Raloxifene enhances nitric oxide release in rat aorta via increasing endothelial nitric oxide mRNA expression

Abstract

We report the modulatory effects of chronic oral LY139481 (raloxifene) on basal release of nitric oxide (NO) and mRNA levels of endothelial NO synthase (eNOS) in rat thoracic aorta. Constrictor dose–response curves to phenylephrine were generated before and after pretreatment with N ω-nitro- l-arginine methyl ester ( l-NAME), an inhibitor of NO synthase. Aortic segments were obtained from four groups of rats gavaged orally for 21 days: (i) ovariectomized, (ii) sham, (iii) ovariectomized estradiol-treated, and (iv) ovariectomized raloxifene-treated.
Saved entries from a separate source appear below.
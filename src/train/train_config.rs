use std::path::Path;

use serde::{Serialize, Deserialize};

use crate::activation::activation::ActivationFunction;
use crate::error::{Error, Result};
use crate::optim::OptimizerKind;

/// Hyperparameters and run settings.
///
/// Every field has a default, so a TOML file only needs the values it
/// changes:
///
/// ```toml
/// learning_rate = 0.0005
/// epochs = [10, 20]
///
/// [optimizer]
/// type = "adam"
/// beta1 = 0.5
/// beta2 = 0.999
/// eps = 1e-8
/// ```
#[derive(Debug, Clone, PartialEq, Serialize, Deserialize)]
#[serde(default, deny_unknown_fields)]
pub struct TrainConfig {
    pub learning_rate: f64,
    pub train_batch_size: usize,
    pub valid_batch_size: usize,
    /// Multiplier applied to the raw MSE before backprop and reporting.
    pub mse_penalty: f64,
    /// Half-open epoch range `[start, end)`.
    pub epochs: (usize, usize),
    /// Size of the fixed evaluation batch rendered every epoch.
    pub sample_size: usize,
    /// Glyphs per row in the rendered sample grid.
    pub grid_nrow: usize,
    pub optimizer: OptimizerKind,
    pub hidden_layers: Vec<usize>,
    /// Activation of every hidden layer; the output layer is always sigmoid.
    pub hidden_activation: ActivationFunction,
    pub seed: u64,
}

impl Default for TrainConfig {
    fn default() -> Self {
        TrainConfig {
            learning_rate: 0.0008,
            train_batch_size: 16,
            valid_batch_size: 32,
            mse_penalty: 5.0,
            epochs: (0, 10),
            sample_size: 25,
            grid_nrow: 5,
            optimizer: OptimizerKind::default(),
            hidden_layers: vec![512, 512],
            hidden_activation: ActivationFunction::ReLU,
            seed: 42,
        }
    }
}

impl TrainConfig {
    pub fn from_toml_str(contents: &str) -> Result<TrainConfig> {
        let config: TrainConfig = toml::from_str(contents)?;
        config.validate()?;
        Ok(config)
    }

    pub fn from_toml_file(path: impl AsRef<Path>) -> Result<TrainConfig> {
        let contents = std::fs::read_to_string(path.as_ref())?;
        TrainConfig::from_toml_str(&contents)
    }

    pub fn validate(&self) -> Result<()> {
        if !(self.learning_rate > 0.0 && self.learning_rate.is_finite()) {
            return Err(Error::config(format!("learning_rate must be positive, got {}", self.learning_rate)));
        }
        if !(self.mse_penalty > 0.0 && self.mse_penalty.is_finite()) {
            return Err(Error::config(format!("mse_penalty must be positive, got {}", self.mse_penalty)));
        }
        if self.train_batch_size == 0 || self.valid_batch_size == 0 {
            return Err(Error::config("batch sizes must be at least 1"));
        }
        if self.sample_size == 0 || self.grid_nrow == 0 {
            return Err(Error::config("sample_size and grid_nrow must be at least 1"));
        }
        if self.epochs.0 > self.epochs.1 {
            return Err(Error::config(format!(
                "epoch range start {} is after end {}",
                self.epochs.0, self.epochs.1
            )));
        }
        if self.hidden_layers.iter().any(|&n| n == 0) {
            return Err(Error::config("hidden layer sizes must be positive"));
        }
        if let ActivationFunction::LeakyReLU { alpha } = self.hidden_activation {
            if !(0.0..1.0).contains(&alpha) {
                return Err(Error::config(format!("leaky ReLU alpha must be in [0, 1), got {alpha}")));
            }
        }
        Ok(())
    }
}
Intact aortic rings from sham rats and ovariectomized rats receiving raloxifene and estrogen showed a greater potentiation of the phenylephrine responses after l-NAME. Semi-quantitative reverse transcription-polymerase chain reaction indicated a gender-based difference in eNOS mRNA expression in thoracic aorta. Moreover, we demonstrated that eNOS mRNA expression in the upper thoracic aorta was significantly higher in treatment groups. These results show that chronically administered raloxifene is exerting a potentially important vasculo-protective effect by stimulating eNOS expression.